● Task to carry out: Among the entries that follow, find every line with the word "sign" and list it.

Source records
========================================

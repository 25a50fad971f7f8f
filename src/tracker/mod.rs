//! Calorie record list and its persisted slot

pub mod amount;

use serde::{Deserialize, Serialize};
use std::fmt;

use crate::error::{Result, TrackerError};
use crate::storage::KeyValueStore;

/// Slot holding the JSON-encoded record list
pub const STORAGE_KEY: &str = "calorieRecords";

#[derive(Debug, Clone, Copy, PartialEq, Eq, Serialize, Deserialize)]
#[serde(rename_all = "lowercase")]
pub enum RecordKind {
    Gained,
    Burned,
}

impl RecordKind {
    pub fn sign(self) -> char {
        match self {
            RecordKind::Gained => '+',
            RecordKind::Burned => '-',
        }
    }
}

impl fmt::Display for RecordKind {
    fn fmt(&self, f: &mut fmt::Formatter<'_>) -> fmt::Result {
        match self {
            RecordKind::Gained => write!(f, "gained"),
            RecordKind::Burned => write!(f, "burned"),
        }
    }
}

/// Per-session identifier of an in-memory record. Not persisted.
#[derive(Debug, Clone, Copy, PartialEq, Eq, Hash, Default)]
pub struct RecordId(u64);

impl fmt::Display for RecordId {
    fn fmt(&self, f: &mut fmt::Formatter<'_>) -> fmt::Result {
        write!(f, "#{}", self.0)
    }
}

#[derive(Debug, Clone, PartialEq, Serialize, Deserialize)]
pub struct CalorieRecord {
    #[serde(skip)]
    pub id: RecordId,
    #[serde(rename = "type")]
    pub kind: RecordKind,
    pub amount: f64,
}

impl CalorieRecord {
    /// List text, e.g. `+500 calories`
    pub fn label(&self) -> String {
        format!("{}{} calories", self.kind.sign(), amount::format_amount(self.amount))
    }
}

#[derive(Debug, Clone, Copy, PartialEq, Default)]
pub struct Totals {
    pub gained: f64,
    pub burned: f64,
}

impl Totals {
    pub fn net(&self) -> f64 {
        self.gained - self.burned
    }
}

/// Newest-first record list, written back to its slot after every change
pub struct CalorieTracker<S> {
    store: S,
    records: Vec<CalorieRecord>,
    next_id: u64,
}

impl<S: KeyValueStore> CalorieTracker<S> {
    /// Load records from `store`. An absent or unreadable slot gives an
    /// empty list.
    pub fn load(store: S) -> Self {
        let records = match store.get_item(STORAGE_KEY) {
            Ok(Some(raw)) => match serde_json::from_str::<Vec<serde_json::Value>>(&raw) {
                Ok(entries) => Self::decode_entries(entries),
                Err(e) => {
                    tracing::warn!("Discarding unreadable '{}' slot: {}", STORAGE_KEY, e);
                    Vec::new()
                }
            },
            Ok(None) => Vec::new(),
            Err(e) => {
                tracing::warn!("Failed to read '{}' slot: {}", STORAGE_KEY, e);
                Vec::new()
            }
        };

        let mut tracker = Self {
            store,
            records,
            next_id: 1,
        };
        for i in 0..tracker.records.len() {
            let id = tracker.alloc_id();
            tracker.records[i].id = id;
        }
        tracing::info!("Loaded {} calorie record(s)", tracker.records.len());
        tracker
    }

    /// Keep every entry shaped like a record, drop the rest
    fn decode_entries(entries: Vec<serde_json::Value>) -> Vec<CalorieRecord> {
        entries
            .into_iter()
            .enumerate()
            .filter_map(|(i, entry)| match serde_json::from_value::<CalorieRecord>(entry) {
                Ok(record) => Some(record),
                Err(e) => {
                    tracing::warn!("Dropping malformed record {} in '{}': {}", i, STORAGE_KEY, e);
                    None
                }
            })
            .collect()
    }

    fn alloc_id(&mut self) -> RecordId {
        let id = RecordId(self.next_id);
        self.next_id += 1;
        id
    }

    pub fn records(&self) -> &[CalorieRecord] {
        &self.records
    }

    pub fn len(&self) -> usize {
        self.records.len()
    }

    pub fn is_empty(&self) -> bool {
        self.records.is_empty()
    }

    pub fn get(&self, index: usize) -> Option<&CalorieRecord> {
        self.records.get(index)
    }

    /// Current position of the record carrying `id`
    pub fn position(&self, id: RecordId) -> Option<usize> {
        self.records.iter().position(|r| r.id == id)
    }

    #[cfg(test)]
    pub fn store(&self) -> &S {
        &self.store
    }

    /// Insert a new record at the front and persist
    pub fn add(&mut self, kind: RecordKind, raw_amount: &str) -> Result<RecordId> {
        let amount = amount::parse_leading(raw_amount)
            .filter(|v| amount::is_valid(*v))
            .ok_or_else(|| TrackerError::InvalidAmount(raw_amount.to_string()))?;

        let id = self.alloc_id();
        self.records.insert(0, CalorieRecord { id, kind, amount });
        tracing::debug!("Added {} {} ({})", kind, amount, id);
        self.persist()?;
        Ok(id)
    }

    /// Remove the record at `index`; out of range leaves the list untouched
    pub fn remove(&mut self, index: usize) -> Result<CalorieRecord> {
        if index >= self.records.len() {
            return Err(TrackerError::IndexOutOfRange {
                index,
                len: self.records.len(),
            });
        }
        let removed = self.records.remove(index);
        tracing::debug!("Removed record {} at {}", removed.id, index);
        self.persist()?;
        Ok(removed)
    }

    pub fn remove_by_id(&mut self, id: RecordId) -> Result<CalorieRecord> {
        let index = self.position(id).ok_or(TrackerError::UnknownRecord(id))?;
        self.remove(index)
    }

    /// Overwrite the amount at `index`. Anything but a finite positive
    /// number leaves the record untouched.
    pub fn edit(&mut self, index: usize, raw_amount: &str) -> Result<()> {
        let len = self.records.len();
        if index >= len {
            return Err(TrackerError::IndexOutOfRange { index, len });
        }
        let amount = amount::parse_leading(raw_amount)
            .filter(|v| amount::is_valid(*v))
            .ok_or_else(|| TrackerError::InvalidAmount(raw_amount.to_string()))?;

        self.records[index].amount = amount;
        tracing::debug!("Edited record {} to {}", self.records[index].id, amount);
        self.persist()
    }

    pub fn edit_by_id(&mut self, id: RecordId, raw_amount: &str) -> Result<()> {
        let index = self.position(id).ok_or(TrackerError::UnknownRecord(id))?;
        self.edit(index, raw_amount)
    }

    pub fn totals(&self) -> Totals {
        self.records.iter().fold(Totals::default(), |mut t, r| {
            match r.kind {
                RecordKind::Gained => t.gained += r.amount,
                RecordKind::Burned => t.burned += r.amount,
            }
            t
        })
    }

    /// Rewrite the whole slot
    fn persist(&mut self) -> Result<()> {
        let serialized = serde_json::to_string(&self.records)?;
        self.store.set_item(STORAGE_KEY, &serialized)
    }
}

========================================

● Solved exercise:
    pub fn sign(self) -> char {
        format!("{}{} calories", self.kind.sign(), amount::format_amount(self.amount))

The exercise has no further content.